This Amendment No. 1 to Form 10-K amends the Annual Report on Form 10-K of Primeenergy Resources Corporation for the year ended December 31, 2018, which was originally filed with the U.S. Securities and Exchange Commission on April 16, 2019 (the “Original 10-K”) is being filed to amend Item 2. Properties and Item 7. Management’s Discussion and Analysis of Financial Condition and Results of Operations of the Original 10-K in order to correct drafting errors in certain data in price and production tables that were inadvertently included in the Original 10-K. All other information contained in the original Form 10-K remains unchanged.
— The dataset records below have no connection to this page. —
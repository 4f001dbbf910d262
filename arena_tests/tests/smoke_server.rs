use std::time::Duration;

use arena_server::server::bind_ephemeral;
use tokio::sync::mpsc;

/// Smoke test: server can run a few ticks without panicking.
#[tokio::test]
async fn server_runs_few_ticks() -> anyhow::Result<()> {
    let (mut server, _cfg) = bind_ephemeral(64).await?;
    server.run_for_ticks(3).await?;
    assert_eq!(server.simulation().tick_count(), 3);
    Ok(())
}

/// The event loop stops on the `quit` console command.
#[tokio::test]
async fn run_loop_exits_on_quit() -> anyhow::Result<()> {
    let (mut server, _cfg) = bind_ephemeral(64).await?;
    let (tx, rx) = mpsc::channel(4);
    server.set_console_input(rx);
    tx.send("status".to_string()).await?;
    tx.send("quit".to_string()).await?;

    tokio::time::timeout(Duration::from_secs(2), server.run()).await??;
    assert!(server.is_shutdown());
    Ok(())
}
//! Prediction and reconciliation.
//!
//! Snapshots arrive at the tick rate; frames render much faster. Each
//! rendered entity replays the server's own constant-speed step between
//! snapshots, and the local player's entity additionally runs ahead toward a
//! locally chosen target before the server has acknowledged it.
//!
//! A local prediction ends in one of two ways:
//! - it converges: the predicted position matches the authoritative one
//! - a watchdog gives up after `retry_ceiling` mismatching frames
//!
//! Either way the rendered position snaps to the server's.

use std::collections::BTreeMap;

use arena_shared::{
    config::PredictionTuning,
    entity::{Entity, EntityId},
    math::{approx_eq, distance, step_toward, Vec2},
    net::Snapshot,
    render::RenderedEntity,
};

/// Client-side shadow state for one rendered entity.
#[derive(Debug, Clone, PartialEq)]
pub struct Predictor {
    rendered: Vec2,
    client_target: Option<Vec2>,
    has_enemy_target: bool,
    convergence_attempts: u32,
    flip_x: bool,
}

impl Predictor {
    pub fn new(at: Vec2) -> Self {
        Self {
            rendered: at,
            client_target: None,
            has_enemy_target: false,
            convergence_attempts: 0,
            flip_x: false,
        }
    }

    pub fn rendered(&self) -> Vec2 {
        self.rendered
    }

    pub fn client_target(&self) -> Option<Vec2> {
        self.client_target
    }

    pub fn has_enemy_target(&self) -> bool {
        self.has_enemy_target
    }

    pub fn convergence_attempts(&self) -> u32 {
        self.convergence_attempts
    }

    pub fn flip_x(&self) -> bool {
        self.flip_x
    }

    /// Starts predicting a move toward `target`. `enemy` widens the arrival tolerance.
    pub fn predict(&mut self, target: Vec2, enemy: bool) {
        self.client_target = Some(target);
        self.has_enemy_target = enemy;
        self.convergence_attempts = 0;
    }

    /// Drops any local prediction.
    pub fn abandon(&mut self) {
        self.client_target = None;
        self.has_enemy_target = false;
        self.convergence_attempts = 0;
    }

    /// Advances one render frame against the latest authoritative state.
    pub fn frame(&mut self, auth: &Entity, tuning: &PredictionTuning) -> Vec2 {
        if auth.is_dead() {
            self.abandon();
            self.rendered = auth.position;
            return self.rendered;
        }

        match self.client_target {
            Some(target) => self.frame_local(target, auth.position, tuning),
            None => self.frame_replay(auth, tuning),
        }
        self.rendered
    }

    fn frame_local(&mut self, target: Vec2, server: Vec2, tuning: &PredictionTuning) {
        self.face(target.x - self.rendered.x);
        let tentative = step_toward(self.rendered, target, tuning.step);
        let tolerance = if self.has_enemy_target {
            tuning.enemy_tolerance
        } else {
            tuning.point_tolerance
        };

        if distance(tentative, target) > tolerance {
            self.rendered = tentative;
            return;
        }

        if approx_eq(tentative, server, tuning.convergence_epsilon) {
            self.abandon();
            self.rendered = server;
            return;
        }

        self.convergence_attempts += 1;
        if self.convergence_attempts > tuning.retry_ceiling {
            tracing::debug!(
                attempts = self.convergence_attempts,
                "Prediction did not converge, snapping to server"
            );
            self.abandon();
            self.rendered = server;
        } else {
            self.rendered = tentative;
        }
    }

    fn frame_replay(&mut self, auth: &Entity, tuning: &PredictionTuning) {
        let Some(target) = auth.target_position else {
            self.rendered = auth.position;
            return;
        };
        self.face(target.x - auth.position.x);
        let stepped = step_toward(self.rendered, target, tuning.step);
        // Never render behind the server.
        self.rendered = if distance(auth.position, target) <= distance(stepped, target) {
            auth.position
        } else {
            stepped
        };
    }

    fn face(&mut self, dx: f32) {
        if dx < 0.0 {
            self.flip_x = true;
        } else if dx > 0.0 {
            self.flip_x = false;
        }
    }
}

/// Everything the client knows about the world, plus per-entity prediction.
#[derive(Debug)]
pub struct ClientView {
    local: EntityId,
    entries: BTreeMap<EntityId, (Entity, Predictor)>,
    last_tick: Option<u32>,
}

impl ClientView {
    pub fn new(local: EntityId) -> Self {
        Self {
            local,
            entries: BTreeMap::new(),
            last_tick: None,
        }
    }

    pub fn local_id(&self) -> EntityId {
        self.local
    }

    /// Latest authoritative state of an entity.
    pub fn entity(&self, id: EntityId) -> Option<&Entity> {
        self.entries.get(&id).map(|(e, _)| e)
    }

    pub fn local_entity(&self) -> Option<&Entity> {
        self.entity(self.local)
    }

    pub fn predictor(&self, id: EntityId) -> Option<&Predictor> {
        self.entries.get(&id).map(|(_, p)| p)
    }

    pub fn predictor_mut(&mut self, id: EntityId) -> Option<&mut Predictor> {
        self.entries.get_mut(&id).map(|(_, p)| p)
    }

    /// Ids of every known entity, ascending.
    pub fn ids(&self) -> Vec<EntityId> {
        self.entries.keys().copied().collect()
    }

    pub fn last_tick(&self) -> Option<u32> {
        self.last_tick
    }

    pub fn len(&self) -> usize {
        self.entries.len()
    }

    pub fn is_empty(&self) -> bool {
        self.entries.is_empty()
    }

    /// Applies a snapshot. Returns `false` if it is older than one already seen.
    ///
    /// Known entities are updated in place so their prediction state survives;
    /// entities missing from the snapshot are dropped.
    pub fn apply_snapshot(&mut self, snap: &Snapshot) -> bool {
        if self.last_tick.is_some_and(|t| snap.tick <= t) {
            return false;
        }
        self.last_tick = Some(snap.tick);

        self.entries
            .retain(|id, _| snap.entities.iter().any(|e| e.id == *id));
        for entity in &snap.entities {
            match self.entries.get_mut(&entity.id) {
                Some((known, _)) => *known = entity.clone(),
                None => {
                    let predictor = Predictor::new(entity.position);
                    self.entries.insert(entity.id, (entity.clone(), predictor));
                }
            }
        }
        true
    }

    /// Handles a removal notice.
    pub fn remove(&mut self, id: EntityId) -> bool {
        self.entries.remove(&id).is_some()
    }

    /// Runs one prediction frame for every entity and returns what to draw.
    pub fn frame(&mut self, tuning: &PredictionTuning) -> Vec<RenderedEntity> {
        let local = self.local;
        self.entries
            .iter_mut()
            .map(|(id, (entity, predictor))| {
                let position = predictor.frame(entity, tuning);
                RenderedEntity {
                    id: *id,
                    name: entity.name.clone(),
                    color: entity.color,
                    position,
                    flip_x: predictor.flip_x(),
                    state: entity.state(),
                    hp: entity.hp,
                    max_hp: entity.max_hp,
                    depth: position.y,
                    is_local: *id == local,
                }
            })
            .collect()
    }
}
//! Deferred state transitions.
//!
//! Transient states (attack, hurt, absorb) and timed respawns are resolved
//! later by the driver, never by sleeping inside a handler. Each entry carries
//! the entity epoch it was scheduled against; by the time it fires the entity
//! may have moved on, in which case the entry is a no-op.

use std::{cmp::Ordering, collections::BinaryHeap, time::Duration};

use arena_shared::entity::EntityId;

#[derive(Debug, Clone, Copy, PartialEq, Eq)]
pub enum Deferred {
    /// Return a transient state to idle.
    Revert { epoch: u64 },
    /// Bring a dead entity back.
    Respawn { epoch: u64 },
}

#[derive(Debug, Clone, Copy, PartialEq, Eq)]
pub struct Scheduled {
    /// Simulation time at which the entry fires.
    pub due: Duration,
    pub entity: EntityId,
    pub action: Deferred,
}

#[derive(Debug, PartialEq, Eq)]
struct Entry {
    seq: u64,
    item: Scheduled,
}

// Min-heap on (due, seq): earliest first, ties in scheduling order.
impl Ord for Entry {
    fn cmp(&self, other: &Self) -> Ordering {
        (other.item.due, other.seq).cmp(&(self.item.due, self.seq))
    }
}

impl PartialOrd for Entry {
    fn partial_cmp(&self, other: &Self) -> Option<Ordering> {
        Some(self.cmp(other))
    }
}

#[derive(Debug, Default)]
pub struct DeferredTransitions {
    queue: BinaryHeap<Entry>,
    next_seq: u64,
}

impl DeferredTransitions {
    pub fn new() -> Self {
        Self::default()
    }

    pub fn schedule(&mut self, entity: EntityId, action: Deferred, due: Duration) {
        let seq = self.next_seq;
        self.next_seq += 1;
        self.queue.push(Entry {
            seq,
            item: Scheduled {
                due,
                entity,
                action,
            },
        });
    }

    /// Time of the earliest pending entry.
    pub fn next_deadline(&self) -> Option<Duration> {
        self.queue.peek().map(|e| e.item.due)
    }

    /// Removes and returns every entry due at or before `now`, earliest first.
    pub fn take_due(&mut self, now: Duration) -> Vec<Scheduled> {
        let mut due = Vec::new();
        while self.queue.peek().is_some_and(|e| e.item.due <= now) {
            if let Some(entry) = self.queue.pop() {
                due.push(entry.item);
            }
        }
        due
    }

    pub fn len(&self) -> usize {
        self.queue.len()
    }

    pub fn is_empty(&self) -> bool {
        self.queue.is_empty()
    }
}

#[cfg(test)]
mod tests {
    use super::*;

    fn ms(v: u64) -> Duration {
        Duration::from_millis(v)
    }

    #[test]
    fn fires_in_due_order() {
        let mut q = DeferredTransitions::new();
        q.schedule(EntityId(1), Deferred::Revert { epoch: 1 }, ms(300));
        q.schedule(EntityId(2), Deferred::Revert { epoch: 1 }, ms(100));
        q.schedule(EntityId(3), Deferred::Respawn { epoch: 4 }, ms(200));
        assert_eq!(q.next_deadline(), Some(ms(100)));

        let fired: Vec<u32> = q.take_due(ms(250)).iter().map(|s| s.entity.0).collect();
        assert_eq!(fired, vec![2, 3]);
        assert_eq!(q.len(), 1);
        assert_eq!(q.next_deadline(), Some(ms(300)));
    }

    #[test]
    fn ties_keep_scheduling_order() {
        let mut q = DeferredTransitions::new();
        q.schedule(EntityId(1), Deferred::Revert { epoch: 1 }, ms(100));
        q.schedule(EntityId(1), Deferred::Revert { epoch: 2 }, ms(100));
        let fired = q.take_due(ms(100));
        assert_eq!(fired[0].action, Deferred::Revert { epoch: 1 });
        assert_eq!(fired[1].action, Deferred::Revert { epoch: 2 });
        assert!(q.is_empty());
    }

    #[test]
    fn nothing_due_yet() {
        let mut q = DeferredTransitions::new();
        q.schedule(EntityId(1), Deferred::Revert { epoch: 1 }, ms(100));
        assert!(q.take_due(ms(99)).is_empty());
        assert_eq!(q.len(), 1);
    }
}
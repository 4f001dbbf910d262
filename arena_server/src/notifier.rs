//! Snapshot fan-out.
//!
//! The driver hands each post-tick snapshot to a [`SnapshotSink`]. The UDP
//! implementation sends one datagram per attached client; tests swap in
//! [`MemorySink`] to observe what would have gone out.

use std::{collections::HashMap, net::SocketAddr, sync::Arc};

use anyhow::Context;
use async_trait::async_trait;
use arena_shared::{
    entity::EntityId,
    net::{NetMsg, Snapshot},
};
use tokio::{net::UdpSocket, sync::mpsc};

#[async_trait]
pub trait SnapshotSink: Send {
    /// Starts delivering snapshots for `id` to `addr`. Re-attaching updates the address.
    fn attach(&mut self, id: EntityId, addr: SocketAddr);
    fn detach(&mut self, id: EntityId);
    async fn publish(&mut self, snapshot: &Snapshot) -> anyhow::Result<()>;
}

/// Sends each snapshot to every attached peer over the server's UDP socket.
pub struct UdpBroadcast {
    socket: Arc<UdpSocket>,
    peers: HashMap<EntityId, SocketAddr>,
}

impl UdpBroadcast {
    pub fn new(socket: Arc<UdpSocket>) -> Self {
        Self {
            socket,
            peers: HashMap::new(),
        }
    }

    pub fn peer_count(&self) -> usize {
        self.peers.len()
    }
}

#[async_trait]
impl SnapshotSink for UdpBroadcast {
    fn attach(&mut self, id: EntityId, addr: SocketAddr) {
        self.peers.insert(id, addr);
    }

    fn detach(&mut self, id: EntityId) {
        self.peers.remove(&id);
    }

    async fn publish(&mut self, snapshot: &Snapshot) -> anyhow::Result<()> {
        if self.peers.is_empty() {
            return Ok(());
        }
        let payload =
            serde_json::to_vec(&NetMsg::Snapshot(snapshot.clone())).context("serialize snapshot")?;
        for (id, addr) in &self.peers {
            if let Err(e) = self.socket.send_to(&payload, addr).await {
                tracing::warn!(entity = %id, %addr, error = %e, "Snapshot send failed");
            }
        }
        Ok(())
    }
}

/// Forwards published snapshots to a channel. Used by tests.
pub struct MemorySink {
    tx: mpsc::UnboundedSender<Snapshot>,
    peers: HashMap<EntityId, SocketAddr>,
}

impl MemorySink {
    pub fn new() -> (Self, mpsc::UnboundedReceiver<Snapshot>) {
        let (tx, rx) = mpsc::unbounded_channel();
        (
            Self {
                tx,
                peers: HashMap::new(),
            },
            rx,
        )
    }
}

#[async_trait]
impl SnapshotSink for MemorySink {
    fn attach(&mut self, id: EntityId, addr: SocketAddr) {
        self.peers.insert(id, addr);
    }

    fn detach(&mut self, id: EntityId) {
        self.peers.remove(&id);
    }

    async fn publish(&mut self, snapshot: &Snapshot) -> anyhow::Result<()> {
        // A dropped receiver just means nobody is watching anymore.
        let _ = self.tx.send(snapshot.clone());
        Ok(())
    }
}
//! Tick integrator.
//!
//! Moves every entity one constant-speed step toward its target. After each
//! pass, an entity has a target exactly when it is walking.

use arena_shared::{
    entity::{Entity, EntityState},
    math::{distance, step_toward},
};

use crate::simulation::Simulation;

impl Simulation {
    pub(crate) fn integrate(&mut self) {
        let speed = self.rules.move_speed;
        for entity in self.world.iter_mut() {
            integrate_entity(entity, speed);
        }
    }
}

/// Advances one entity by a single tick.
pub fn integrate_entity(entity: &mut Entity, speed: f32) {
    match entity.state() {
        EntityState::Dead => {
            entity.target_position = None;
            return;
        }
        EntityState::Idle
        | EntityState::Walk
        | EntityState::Attack
        | EntityState::Hurt
        | EntityState::Absorb => {}
    }

    match entity.target_position {
        Some(target) => {
            entity.set_state(EntityState::Walk);
            entity.position = step_toward(entity.position, target, speed);
            if distance(entity.position, target) < speed {
                entity.position = target;
                entity.target_position = None;
                entity.set_state(EntityState::Idle);
            }
        }
        None => {
            if entity.state() == EntityState::Walk {
                entity.set_state(EntityState::Idle);
            }
        }
    }
}

#[cfg(test)]
mod tests {
    use super::*;
    use arena_shared::{
        config::Rules,
        dice::ScriptedDice,
        entity::EntityId,
        intent::{Intent, KeyState},
        math::Vec2,
    };
    use std::time::Duration;

    fn walker(at: Vec2, to: Vec2) -> Entity {
        let mut e = Entity::spawn(EntityId(1), None, &Rules::default());
        e.position = at;
        e.target_position = Some(to);
        e
    }

    #[test]
    fn steps_at_constant_speed() {
        let mut e = walker(Vec2::new(0.0, 0.0), Vec2::new(100.0, 0.0));
        integrate_entity(&mut e, 4.0);
        assert_eq!(e.position, Vec2::new(4.0, 0.0));
        assert_eq!(e.state(), EntityState::Walk);
        integrate_entity(&mut e, 4.0);
        assert_eq!(e.position, Vec2::new(8.0, 0.0));
    }

    #[test]
    fn arrival_is_exact() {
        let mut e = walker(Vec2::new(0.0, 0.0), Vec2::new(10.0, 0.0));
        integrate_entity(&mut e, 4.0);
        assert_eq!(e.position, Vec2::new(4.0, 0.0));
        assert_eq!(e.state(), EntityState::Walk);
        // 8 is within one step of 10, so the second tick lands exactly.
        integrate_entity(&mut e, 4.0);
        assert_eq!(e.position, Vec2::new(10.0, 0.0));
        assert!(e.target_position.is_none());
        assert_eq!(e.state(), EntityState::Idle);
    }

    #[test]
    fn dead_entities_stay_put() {
        let mut e = walker(Vec2::new(0.0, 0.0), Vec2::new(10.0, 0.0));
        e.set_state(EntityState::Dead);
        integrate_entity(&mut e, 4.0);
        assert_eq!(e.position, Vec2::new(0.0, 0.0));
        assert!(e.target_position.is_none());
        assert!(e.is_dead());
    }

    #[test]
    fn transient_without_target_is_left_alone() {
        let mut e = Entity::spawn(EntityId(1), None, &Rules::default());
        e.set_state(EntityState::Hurt);
        integrate_entity(&mut e, 4.0);
        assert_eq!(e.state(), EntityState::Hurt);
    }

    #[test]
    fn target_iff_walking_after_every_tick() {
        let mut sim = Simulation::new(Rules::default(), Box::new(ScriptedDice::new([10, 2, 3])));
        for id in 1..=3 {
            sim.create_entity(EntityId(id), None);
        }
        let script: Vec<(u32, Intent)> = vec![
            (1, Intent::Move { target: Vec2::new(360.0, 240.0) }),
            (2, Intent::Attack { target: EntityId(3) }),
            (3, Intent::MoveKeys(KeyState { up: true, ..KeyState::default() })),
            (1, Intent::Cancel),
            (2, Intent::Move { target: Vec2::new(300.0, 200.0) }),
            (3, Intent::Attack { target: EntityId(2) }),
        ];
        let mut script = script.into_iter();
        for _ in 0..40 {
            if let Some((id, intent)) = script.next() {
                sim.apply_intent(EntityId(id), intent);
            }
            sim.advance_clock(Duration::from_millis(33));
            let snap = sim.tick();
            for e in &snap.entities {
                assert_eq!(
                    e.target_position.is_some(),
                    e.state() == EntityState::Walk,
                    "entity {} in {:?}",
                    e.id,
                    e.state()
                );
            }
        }
    }

    #[test]
    fn opposing_keys_do_not_move() {
        let mut sim = Simulation::new(Rules::default(), Box::new(ScriptedDice::default()));
        sim.create_entity(EntityId(1), None);
        let keys = KeyState {
            left: true,
            right: true,
            ..KeyState::default()
        };
        sim.apply_intent(EntityId(1), Intent::MoveKeys(keys));
        let snap = sim.tick();
        let e = snap.entity(EntityId(1)).unwrap();
        assert_eq!(e.position, Rules::default().spawn);
        assert_eq!(e.state(), EntityState::Idle);
    }
}
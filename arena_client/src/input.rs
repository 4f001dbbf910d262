//! Input handling.
//!
//! A windowed client would sample mouse clicks and keys here. This layer only
//! turns an already-decided [`LocalInput`] into the wire intent and seeds
//! local prediction for it.

use arena_shared::{
    config::Rules,
    entity::EntityId,
    intent::{Direction, Intent, KeyState, StatPatch},
    math::{distance, Vec2},
};

use crate::prediction::ClientView;

/// One player action, as decided by the local player.
#[derive(Debug, Clone, PartialEq)]
pub enum LocalInput {
    /// Click on the ground.
    MoveTo(Vec2),
    Keys(KeyState),
    /// Click on another entity.
    Attack(EntityId),
    Cancel,
    Stats(StatPatch),
}

impl LocalInput {
    pub fn to_intent(&self) -> Intent {
        match self {
            LocalInput::MoveTo(target) => Intent::Move { target: *target },
            LocalInput::Keys(keys) => Intent::MoveKeys(*keys),
            LocalInput::Attack(target) => Intent::Attack { target: *target },
            LocalInput::Cancel => Intent::Cancel,
            LocalInput::Stats(patch) => Intent::StatUpdate(patch.clone()),
        }
    }

    /// Updates the local entity's prediction the way the server will react
    /// to this input.
    pub fn seed_prediction(&self, view: &mut ClientView, rules: &Rules) {
        let local = view.local_id();
        let Some(me) = view.local_entity().cloned() else {
            return;
        };
        if me.is_dead() {
            return;
        }

        let seed = match self {
            LocalInput::MoveTo(target) => Some((*target, false)),
            LocalInput::Keys(keys) => Direction::from(*keys)
                .offset(rules.key_step)
                .map(|(dx, dy)| (me.position.offset(dx, dy), false)),
            LocalInput::Attack(target) => view
                .entity(*target)
                .filter(|enemy| *target != local && distance(me.position, enemy.position) > rules.attack_range)
                .map(|enemy| (enemy.position, true)),
            LocalInput::Cancel => {
                if let Some(p) = view.predictor_mut(local) {
                    p.abandon();
                }
                None
            }
            LocalInput::Stats(_) => None,
        };

        if let (Some((target, enemy)), Some(p)) = (seed, view.predictor_mut(local)) {
            p.predict(target, enemy);
        }
    }
}
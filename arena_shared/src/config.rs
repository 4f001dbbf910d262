//! Configuration system.
//!
//! Loads arena configuration from JSON strings/files. Every field has a
//! default, so a config file only needs the values it overrides.

use std::{path::Path, time::Duration};

use anyhow::Context;
use serde::{Deserialize, Serialize};

use crate::math::Vec2;

/// Root configuration shared by client/server.
#[derive(Debug, Clone, Serialize, Deserialize)]
#[serde(default)]
pub struct ArenaConfig {
    /// Server listen address, e.g. `127.0.0.1:40000`.
    pub server_addr: String,
    /// Fixed simulation tick rate.
    pub tick_hz: u32,
    /// Client render/prediction frame rate.
    pub frame_hz: u32,
    /// Player name (client only).
    pub player_name: String,
    pub rules: Rules,
    pub prediction: PredictionLimits,
}

impl Default for ArenaConfig {
    fn default() -> Self {
        Self {
            server_addr: "127.0.0.1:40000".to_string(),
            tick_hz: 30,
            frame_hz: 60,
            player_name: "Player".to_string(),
            rules: Rules::default(),
            prediction: PredictionLimits::default(),
        }
    }
}

impl ArenaConfig {
    /// Parses config from JSON.
    pub fn from_json_str(s: &str) -> serde_json::Result<Self> {
        serde_json::from_str(s)
    }

    /// Reads and parses a JSON config file.
    pub fn load(path: impl AsRef<Path>) -> anyhow::Result<Self> {
        let path = path.as_ref();
        let text = std::fs::read_to_string(path)
            .with_context(|| format!("read config {}", path.display()))?;
        Self::from_json_str(&text).with_context(|| format!("parse config {}", path.display()))
    }

    pub fn tick_interval(&self) -> Duration {
        Duration::from_secs_f32(1.0 / self.tick_hz.max(1) as f32)
    }

    pub fn frame_interval(&self) -> Duration {
        Duration::from_secs_f32(1.0 / self.frame_hz.max(1) as f32)
    }

    /// Per-frame prediction parameters for this config's rules and rates.
    pub fn prediction_tuning(&self) -> PredictionTuning {
        PredictionTuning::for_rates(&self.rules, &self.prediction, self.tick_hz, self.frame_hz)
    }
}

/// Gameplay constants applied by the authoritative server.
#[derive(Debug, Clone, Serialize, Deserialize, PartialEq)]
#[serde(default)]
pub struct Rules {
    /// Distance covered per tick while walking.
    pub move_speed: f32,
    /// Offset applied per axis by a directional-key intent.
    pub key_step: f32,
    /// Maximum attacker/target distance for melee.
    pub attack_range: f32,
    /// Minimum d20 result that lands a hit.
    pub hit_roll: u32,
    pub hit_score: u32,
    pub kill_score: u32,
    /// How long attack/hurt/absorb last before reverting to idle.
    pub transient_ms: u64,
    pub max_hp: i32,
    pub spawn: Vec2,
    /// Revive dead entities after this delay. `None` keeps death terminal.
    pub respawn_after_ms: Option<u64>,
}

impl Default for Rules {
    fn default() -> Self {
        Self {
            move_speed: 4.0,
            key_step: 16.0,
            attack_range: 32.0,
            hit_roll: 4,
            hit_score: 1,
            kill_score: 5,
            transient_ms: 200,
            max_hp: 20,
            spawn: Vec2::new(320.0, 240.0),
            respawn_after_ms: None,
        }
    }
}

impl Rules {
    pub fn transient(&self) -> Duration {
        Duration::from_millis(self.transient_ms)
    }

    pub fn respawn_after(&self) -> Option<Duration> {
        self.respawn_after_ms.map(Duration::from_millis)
    }
}

/// Client-side prediction limits read from config.
#[derive(Debug, Clone, Serialize, Deserialize, PartialEq)]
#[serde(default)]
pub struct PredictionLimits {
    /// Arrival radius when moving to a bare point.
    pub point_tolerance: f32,
    /// Frames a settled prediction may disagree with the server before it is dropped.
    pub retry_ceiling: u32,
    /// Distance under which predicted and authoritative positions count as equal.
    pub convergence_epsilon: f32,
}

impl Default for PredictionLimits {
    fn default() -> Self {
        Self {
            point_tolerance: 4.0,
            retry_ceiling: 30,
            convergence_epsilon: 0.5,
        }
    }
}

/// Prediction parameters in per-frame units.
///
/// Derived from [`Rules`] and the tick/frame rates so that a predicted entity
/// covers the same distance per second as the server moves it.
#[derive(Debug, Clone, PartialEq)]
pub struct PredictionTuning {
    /// Distance covered per render frame.
    pub step: f32,
    pub point_tolerance: f32,
    /// Arrival radius when approaching an enemy; the server's attack range.
    pub enemy_tolerance: f32,
    pub retry_ceiling: u32,
    pub convergence_epsilon: f32,
}

impl PredictionTuning {
    pub fn for_rates(rules: &Rules, limits: &PredictionLimits, tick_hz: u32, frame_hz: u32) -> Self {
        Self {
            step: rules.move_speed * tick_hz.max(1) as f32 / frame_hz.max(1) as f32,
            point_tolerance: limits.point_tolerance,
            enemy_tolerance: rules.attack_range,
            retry_ceiling: limits.retry_ceiling,
            convergence_epsilon: limits.convergence_epsilon,
        }
    }
}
The following items are included in this amendment:

PART I - ITEM 2. Properties

PART II - ITEM 7. Management’s Discussion and Analysis of Financial Condition and Results of Operations

PART IV - ITEM 15 (b) Exhibits

In addition, as required by Rule 12b-15 under the Securities Exchange Act of 1934, new certifications by our principal executive officer and principal financial officer are filed as exhibits to this Amendment No. 1. However, because no financial statements are contained within this Amendment, we are not including new certifications pursuant to Section 906 of the Sarbanes-Oxley Act of 2002. This Amendment does not reflect events occurring after April 16, 2019, the date of the filing of our Original 10-K, or modify or update those disclosures that may have been affected by subsequent events. Accordingly, this Amendment No. 1 should be read in conjunction with the Original 10-K.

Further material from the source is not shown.